Князь разозлился, решив, что этому человеку что-то известно и про него самого, но он благоразумно решил сделать вид, что его это не касается. Говорят, в мире все повторятся, не случается ничего из того, что уже происходило когда-то. Но если об этом забыть, то со временем все будет похоронено. Их обычаи называют варварскими, но он пока был вполне доволен тем, что происходило с ним, и со всеми кто его окружал.

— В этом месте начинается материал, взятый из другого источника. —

// Application state for HTTP handlers
use crate::application::dashboard_service::DashboardService;
use crate::application::saved_chart_service::SavedChartService;
use crate::application::space_service::SpaceService;

#[derive(Clone)]
pub struct AppState {
    pub space_service: SpaceService,
    pub saved_chart_service: SavedChartService,
    pub dashboard_service: DashboardService,
}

А на следующее утро по приказу князя лучшие мастера стали строить новый истукан, и сразу же решили принести и жертвы, чтобы остальные были счастливы, разве жалко одной пусть и молодой жизни?

Руками людей и было создано в те дни новое божество. В его дворце уже жила жена его брата, в знак того, что он не причастен к злодеянию и готов заботиться о ней и о племяннике, который скоро должен был появиться на свет белый. Но она казалась ему самим укором в женском обличии, и все-таки приходилось терпеть это, чтобы как-то ненароком не выдать себя. Она почти не выходила из покоев своих в те дни, перепуганная и раздавленная тем, что происходило вокруг. Она не хотела видеть злодея, и ту, которая считала ее своей соперницей и ей приписывала все несчастия свои и смерти, которые свершились в те странные дни.

Но не только Рогнеда, но и она появились в тот день перед новым идолом, творение рук человеческих притягивало невольно многих. Нет, встречаться с ней Владимир в такой торжественный миг вовсе не хотел, потом, когда страсти улягутся, он побеседует с ней, и будет терпеливо объяснять ей собственное положение. Он незаметно отдал какие-то приказы и отправился прочь.